Background

A learning curve is graphical representation of the relationship between effort, such as repetitive practice or time spent, and the resultant learning based on specific outcomes [1]. Learning curves align with an important learning principle that practice improves performance and “sufficient practice leads to higher levels of achievement” [1]. Practically, individual learning curves provide insight into the progression of learning for a specific student, potentially identifying students who have achieved specified learning outcomes or who require additional education or remediation. Group learning curves provide information for designing educational interventions or assessments [1]. Plateaus on learning curves represent a “spurious limit [to learning],” where further improvement in performance becomes unlikely in the given context. Plateaus may be surpassed if additional educational interventions and assessments are applied [1, 2].

Point-of-Care Ultrasound (POCUS) is a goal-directed ultrasound examination performed by a clinician at a patient’s bedside to answer a specific diagnostic or therapeutic question [3]. Use in clinical practice and incorporation into medical education programs are common and increasing [3]. POCUS involves both cognitive and psychomotor skillsets. The quality of POCUS images is largely dependent on the operator selecting the optimal depth, gain, and tomographic axis (angle of intersection of the ultrasound with the structure of interest) while manipulating the ultrasound device. Meticulous attention to these components of image quality is necessary during education and learner assessment [4]. Higher numbers of POCUS examinations performed by learners have been shown to be associated with improved learning outcomes. In a 2019 study, Duanmu demonstrated that emergency medicine resident physicians who had performed greater than 300 total POCUS examinations performed better on an observed structured clinical examination than colleagues who had performed fewer than 300 POCUS examinations [5]. While experts have advocated for 25–50 examinations per organ system, the amount of practice required is not well known [4,5,6].

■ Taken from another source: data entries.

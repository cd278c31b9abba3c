//! Background worker that performs evaluator calls off the UI path.

use crate::eval::{EvalOutcome, EvaluatorService};
use crate::render::protocol::{EvalCommand, EvalResponse};
use std::sync::Arc;
use tokio::sync::mpsc::{Receiver, Sender};

/// Run the evaluator worker, processing commands from the session loop.
///
/// Requests are handled one at a time in arrival order. The worker never
/// decides what a response means for the UI; it classifies the text and sends
/// it back tagged with the originating request id, so the session loop can
/// discard responses that newer submissions have superseded.
pub async fn eval_worker_loop(
    mut rx: Receiver<EvalCommand>,
    tx: Sender<EvalResponse>,
    evaluator: Arc<dyn EvaluatorService>,
) {
    while let Some(cmd) = rx.recv().await {
        let response = match cmd {
            EvalCommand::Evaluate {
                request_id,
                expression,
            } => {
                log::debug!("evaluating request {}: {:?}", request_id, expression);
                match evaluator.process(&expression).await {
                    Ok(text) => EvalResponse::Completed {
                        request_id,
                        outcome: EvalOutcome::classify(text),
                    },
                    Err(error) => EvalResponse::Failed { request_id, error },
                }
            }
            EvalCommand::Probe { request_id } => match evaluator.test().await {
                Ok(report) => EvalResponse::ProbeCompleted { request_id, report },
                Err(error) => EvalResponse::Failed { request_id, error },
            },
            EvalCommand::Shutdown => break,
        };

        if tx.send(response).await.is_err() {
            break;
        }
    }
}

Prior studies on learning curves for different POCUS applications reveal substantial variations in study size, study population, and study methodology. In several larger studies, learning curves of resident and attending physicians for various POCUS applications were assessed, however, these learners had variable degrees of POCUS experience, thus potentially altering learning curves and plateau points [7,8,9]. Despite the known benefit of a longitudinal curriculum for optimal POCUS knowledge retention, studies assessing learning curves of novices have included only a single educational intervention [10,11,12,13]. Often times, studies of learning curves include a mixed assessment of cognitive and psychomotor skillsets [8, 12, 14, 15]. This potentially limits the usefulness of the data, as learning curves for cognitive and psychomotor components of POCUS differ [7]. A thorough assessment of learning curves of the psychomotor skillset for novice learners in a longitudinal POCUS curriculum has not been completed.

A 2017 systematic review assessing POCUS training programs for novice medical learners demonstrated that while incorporation of ultrasound in medical education is feasible, areas for further research include identification of trainee learning curves [16]. The purpose of this research study is to define the learning curves psychomotor skill acquisition of novice Physician Assistant (PA) students enrolled in a longitudinal POCUS curriculum. While image interpretation and clinical integration are necessary components of POCUS training, the emphasis of this study is the psychomotor skillset and assessment of these cognitive skills the scope of this study. Additionally, we sought to explore the learning curves for the individual components of image quality include depth, gain, and tomographic axis, as this has not been previously reported in the literature. A more thorough understanding of this topic will allow educators to make informed decisions regarding curriculum design and implementation, and learner assessment.

Methods

Twenty-two PA students were enrolled retrospectively in the study, upon completion of requirements for graduation at the {redacted} PA Program, demographic data were collected and reported. All students completed a previously described longitudinal POCUS curriculum, utilizing a flipped classroom setting with pre-class video lectures and in-class image interpretation, case studies, and proctored hands-on skill practice [17]. A multimodal evaluation utilizing multiple choice quizzes/tests, hands-on skills assessments, and a portfolio of images was utilized for the curriculum. Students were required to complete a minimum of 25 POCUS examinations each of the heart (minimum of 3 of the parasternal long axis, parasternal short axis, apical 4 chamber, subcostal 4 chamber, and inferior vena cava), lungs (minimum of 4 exam points on a hemithorax), aorta (transverse and longitudinal), kidney (transverse and longitudinal), and bladder (transverse and longitudinal) [17]. Feedback was provided after 5, 10, and 25 submitted examinations. All examinations were stored in a personalized digital archive utilizing Butterfly Network cloud software. All examinations were reviewed by a PA from the Program faculty who has completed external certification through the American College of Chest Physicians and two instructional faculty who were PAs in Emergency Medicine at the affiliated health system who have completed internal POCUS credentialing. Image quality was assessed using the American College of Emergency Physician suggested quality assurance 5-point Likert scale rubric, expanded to include individual assessments of depth, gain, and tomographic axis [18,19,20]. The research project was deemed exempt by the Institutional Review Board.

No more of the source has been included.